Collected data:
══════

impl Indexer {
    /// Create an indexer writing to `index`.
    ///
    /// # Errors
    ///
    /// Returns [`IndexerError::ThreadPool`] if the worker pool cannot start.
    pub fn new(index: Arc<FileIndex>, config: IndexerConfig) -> Result<Self, IndexerError> {
        let mut hasher = Hasher::new().with_chunk_size(config.chunk_size);
        if let Some(ref flag) = config.shutdown_flag {
            hasher = hasher.with_shutdown_flag(Arc::clone(flag));
        }
        let pool = WorkerPool::new(config.workers, Arc::new(hasher))?;
        Ok(Self {
            index,
            config,
            pool,
        })
    }

    /// Configuration in use.
    #[must_use]
    pub fn config(&self) -> &IndexerConfig {
        &self.config
    }

    /// Index every regular file under `root`.
    ///
    /// Existing records are refreshed in place; with `skip_existing` set,
    /// paths already in the index are counted and passed over.
    ///
    /// # Arguments
    ///
    /// * `root` - Directory to walk; symlinks below it are never followed
    ///
    /// # Errors
    ///
    /// Returns an error if the root is invalid or the index cannot commit.
    /// Cancellation is not an error: the summary has `interrupted` set.
    pub fn index_tree(&self, root: &Path) -> Result<IndexSummary, IndexerError> {
        let start = Instant::now();
        if !root.exists() {
            return Err(IndexerError::InvalidRoot(root.to_path_buf()));
        }
        if !root.is_dir() {
            return Err(IndexerError::NotADirectory(root.to_path_buf()));
        }
        let root = normalize_path(root)?;

        let known = if self.config.skip_existing {
            let known = self.index.query_all_paths()?;
            log::info!("Skipping {} already indexed paths", known.len());
            known
        } else {
            HashSet::new()
        };

        log::info!(
            "Indexing {} with {} workers",
            root.display(),
            self.pool.workers()
        );

        let mut walker = Walker::new(&root);
        if let Some(ref flag) = self.config.shutdown_flag {
            walker = walker.with_shutdown_flag(Arc::clone(flag));
        }

        let mut summary = self.drive(walker.walk(), &known, PHASE_INDEXING, 0, start)?;
        summary.duration = start.elapsed();
        summary.log_summary("Indexing");
        Ok(summary)
    }

    /// Hash an explicit list of paths through the pool.
    ///
    /// Vanished paths are removed from the index.
    ///
    /// # Errors
    ///
    /// Returns an error if the index cannot commit.
    pub fn index_paths(&self, paths: Vec<PathBuf>) -> Result<IndexSummary, IndexerError> {
        let start = Instant::now();
        let total = paths.len();
        let mut summary = self.drive(
            paths.into_iter().map(Ok),
            &HashSet::new(),
            PHASE_RESCAN,
            total,
            start,
        )?;
        summary.duration = start.elapsed();
        Ok(summary)
    }

    /// Re-hash every path that currently belongs to a duplicate group.
    ///
    /// Changed files move to their new fingerprint and vanished ones are
    /// dropped, so stale groups dissolve.
    ///
    /// # Errors
    ///
    /// Returns an error if the index cannot be queried or committed.
    pub fn rescan_duplicates(&self) -> Result<IndexSummary, IndexerError> {
        let mut paths = Vec::new();
        let fingerprints = self.index.query_duplicate_fingerprints()?;
        for fingerprint in &fingerprints {
            paths.extend(self.index.query_paths_for_fingerprint(*fingerprint)?);
        }
        log::info!(
            "Rescanning {} paths in {} duplicate groups",
            paths.len(),
            fingerprints.len()
        );

        let summary = self.index_paths(paths)?;
        summary.log_summary("Rescan");
        Ok(summary)
    }

    /// Remove records whose path no longer exists, optionally only under
    /// `under`. Returns how many records were removed.
    ///
    /// Only a positive "not found" from the filesystem removes a record;
    /// unreadable parents keep theirs.
    ///
    /// # Arguments
    ///
    /// * `under` - Limit the pass to this subtree, or `None` for every record
    ///
    /// # Errors
    ///
    /// Returns an error if the index cannot be queried or committed.
    pub fn cleanup_missing(&self, under: Option<&Path>) -> Result<usize, IndexerError> {
        let paths: Vec<PathBuf> = match under {
            Some(dir) => self.index.query_paths_under(&normalize_path(dir)?)?,
            None => {
                let mut all: Vec<_> = self.index.query_all_paths()?.into_iter().collect();
                all.sort();
                all
            }
        };
        let callback = self.config.progress_callback.as_ref();
        if let Some(cb) = callback {
            cb.on_phase_start(PHASE_CLEANUP, paths.len());
        }
        log::info!("Checking {} indexed paths for existence", paths.len());

        let mut removed = 0;
        let mut checked = 0;
        for chunk in paths.chunks(CLEANUP_CHUNK) {
            if self.config.is_shutdown_requested() {
                log::info!("Cleanup interrupted after {} paths", checked);
                break;
            }
            let missing: Vec<PathBuf> = chunk
                .iter()
                .filter(|path| is_confirmed_missing(path))
                .cloned()
                .collect();
            for path in &missing {
                log::info!("Removing missing file from index: {}", path.display());
            }
            removed += self.index.remove_paths(&missing)?;
            checked += chunk.len();
            if let (Some(cb), Some(last)) = (callback, chunk.last()) {
                cb.on_progress(checked, &last.to_string_lossy());
            }
        }

        if let Some(cb) = callback {
            cb.on_phase_end(PHASE_CLEANUP);
        }
        log::info!("Cleanup removed {} missing records", removed);
        Ok(removed)
    }

    /// Batch `source` through the pool and writer.
    fn drive<I>(
        &self,
        source: I,
        known: &HashSet<PathBuf>,
        phase: &str,
        total: usize,
        start: Instant,
    ) -> Result<IndexSummary, IndexerError>
    where
        I: Iterator<Item = Result<PathBuf, ScanError>>,
    {
        let batch_size = self.pool.workers();
        let writer = IndexWriter::spawn(Arc::clone(&self.index), batch_size)?;
        let sink = writer.sender();
        let callback = self.config.progress_callback.as_ref();
        if let Some(cb) = callback {
            cb.on_phase_start(phase, total);
        }

        let mut summary = IndexSummary::default();
        let mut batch: Vec<PathBuf> = Vec::with_capacity(batch_size);
        let mut outcome = Ok(());

        for entry in source {
            match entry {
                Ok(path) => {
                    summary.discovered += 1;
                    if known.contains(&path) {
                        summary.skipped_existing += 1;
                        continue;
                    }
                    batch.push(path);
                }
                Err(_) => {
                    summary.walk_errors += 1;
                    continue;
                }
            }

            if batch.len() >= batch_size {
                outcome = self.run_batch(&mut batch, &sink, &writer, &mut summary);
                if outcome.is_err() {
                    break;
                }
                if self.config.is_shutdown_requested() {
                    break;
                }
            }
        }

        // Partial final batch, or the in-flight one when the walk was cut short
        if outcome.is_ok() && !batch.is_empty() {
            outcome = self.run_batch(&mut batch, &sink, &writer, &mut summary);
        }

        drop(sink);
        let finished = writer.finish();
        if let Some(cb) = callback {
            cb.on_phase_end(phase);
        }
        outcome?;
        finished?;

        summary.interrupted = self.config.is_shutdown_requested();
        summary.duration = start.elapsed();
        Ok(summary)
    }

    fn run_batch(
        &self,
        batch: &mut Vec<PathBuf>,
        sink: &crossbeam_channel::Sender<WriteOp>,
        writer: &IndexWriter,
        summary: &mut IndexSummary,
    ) -> Result<(), IndexerError> {
        let callback = self.config.progress_callback.as_ref();
        let tally = self.pool.process_batch(
            batch,
            sink,
            self.config.shutdown_flag.as_ref(),
            callback,
        );
        if tally.completed() == 0 {
            summary.cancelled += tally.cancelled;
            log::debug!("Batch of {} cancelled before any file finished", tally.cancelled);
            batch.clear();
            return Ok(());
        }
        let report = writer.flush()?;

        summary.hashed += tally.hashed;
        summary.hash_failures += tally.failed;
        summary.cancelled += tally.cancelled;
        summary.bytes_hashed += tally.bytes;
        summary.written += report.written;
        summary.persist_failures += report.failed;
        summary.missing_removed += report.removed;
        summary.batches_flushed += 1;
        log::debug!(
            "Batch {} committed: {} hashed, {} missing, {} failed, {} cancelled",
            summary.batches_flushed,
            tally.hashed,
            tally.missing,
            tally.failed,
            tally.cancelled
        );

        if let (Some(cb), Some(last)) = (callback, batch.last()) {
            let processed = summary.hashed + summary.hash_failures + summary.missing_removed;
            cb.on_progress(processed, &last.to_string_lossy());
        }
        batch.clear();
        Ok(())
    }
}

══════

Try it:
In the reply, include exactly the lines from the beginning of the entries above through the line holding "Existing records are", and nothing besides.

Output:
impl Indexer {
    /// Create an indexer writing to `index`.
    ///
    /// # Errors
    ///
    /// Returns [`IndexerError::ThreadPool`] if the worker pool cannot start.
    pub fn new(index: Arc<FileIndex>, config: IndexerConfig) -> Result<Self, IndexerError> {
        let mut hasher = Hasher::new().with_chunk_size(config.chunk_size);
        if let Some(ref flag) = config.shutdown_flag {
            hasher = hasher.with_shutdown_flag(Arc::clone(flag));
        }
        let pool = WorkerPool::new(config.workers, Arc::new(hasher))?;
        Ok(Self {
            index,
            config,
            pool,
        })
    }

    /// Configuration in use.
    #[must_use]
    pub fn config(&self) -> &IndexerConfig {
        &self.config
    }

    /// Index every regular file under `root`.
    ///
    /// Existing records are refreshed in place; with `skip_existing` set,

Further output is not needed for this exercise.